• [Exercise]:
Lines below that include "FROM" are the answer; copy each one.

Data entries:
◆ ◆ ◆

/// Schema migrations
///
/// SQL files under the workspace `migrations/` directory are embedded at
/// compile time and applied in version order.

use sqlx::migrate::{MigrateDatabase, Migrator};
use sqlx::{postgres::PgPool, Postgres};
use tracing::{debug, info, warn};

static MIGRATOR: Migrator = sqlx::migrate!("../migrations");

/// Which migrations have been applied
#[derive(Debug, Clone, PartialEq, Eq)]
pub struct MigrationStatus {
    /// Successfully applied migrations
    pub applied_migrations: usize,

    /// Migrations embedded in this build
    pub known_migrations: usize,

    /// Highest applied version
    pub latest_version: Option<i64>,
}

impl MigrationStatus {
    /// True when every embedded migration has been applied
    pub fn is_up_to_date(&self) -> bool {
        self.applied_migrations >= self.known_migrations
    }
}

/// Applies all pending migrations
pub async fn run_migrations(pool: &PgPool) -> Result<(), sqlx::migrate::MigrateError> {
    info!(
        known = MIGRATOR.iter().count(),
        "Running database migrations"
    );

    MIGRATOR.run(pool).await.map_err(|e| {
        warn!(error = %e, "Migration failed");
        e
    })?;

    info!("Database schema is up to date");
    Ok(())
}

/// Reads the migration bookkeeping table
pub async fn get_migration_status(pool: &PgPool) -> Result<MigrationStatus, sqlx::Error> {
    let known_migrations = MIGRATOR.iter().count();

    let table_exists: bool = sqlx::query_scalar(
        "SELECT EXISTS (
            SELECT FROM information_schema.tables
            WHERE table_schema = 'public' AND table_name = '_sqlx_migrations'
        )",
    )
    .fetch_one(pool)
    .await?;

    if !table_exists {
        debug!("Migrations table does not exist yet");
        return Ok(MigrationStatus {
            applied_migrations: 0,
            known_migrations,
            latest_version: None,
        });
    }

    let (count, latest_version): (i64, Option<i64>) = sqlx::query_as(
        "SELECT COUNT(*), MAX(version) FROM _sqlx_migrations WHERE success = true",
    )
    .fetch_one(pool)
    .await?;

    Ok(MigrationStatus {
        applied_migrations: count as usize,
        known_migrations,
        latest_version,
    })
}

/// Creates the database named in the URL if it does not exist
pub async fn ensure_database_exists(database_url: &str) -> Result<(), sqlx::Error> {
    if !Postgres::database_exists(database_url).await? {
        info!("Database does not exist, creating it");
        Postgres::create_database(database_url).await?;
    }

    Ok(())
}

◆ ◆ ◆

• [Reply]:
            SELECT FROM information_schema.tables
        "SELECT COUNT(*), MAX(version) FROM _sqlx_migrations WHERE success = true",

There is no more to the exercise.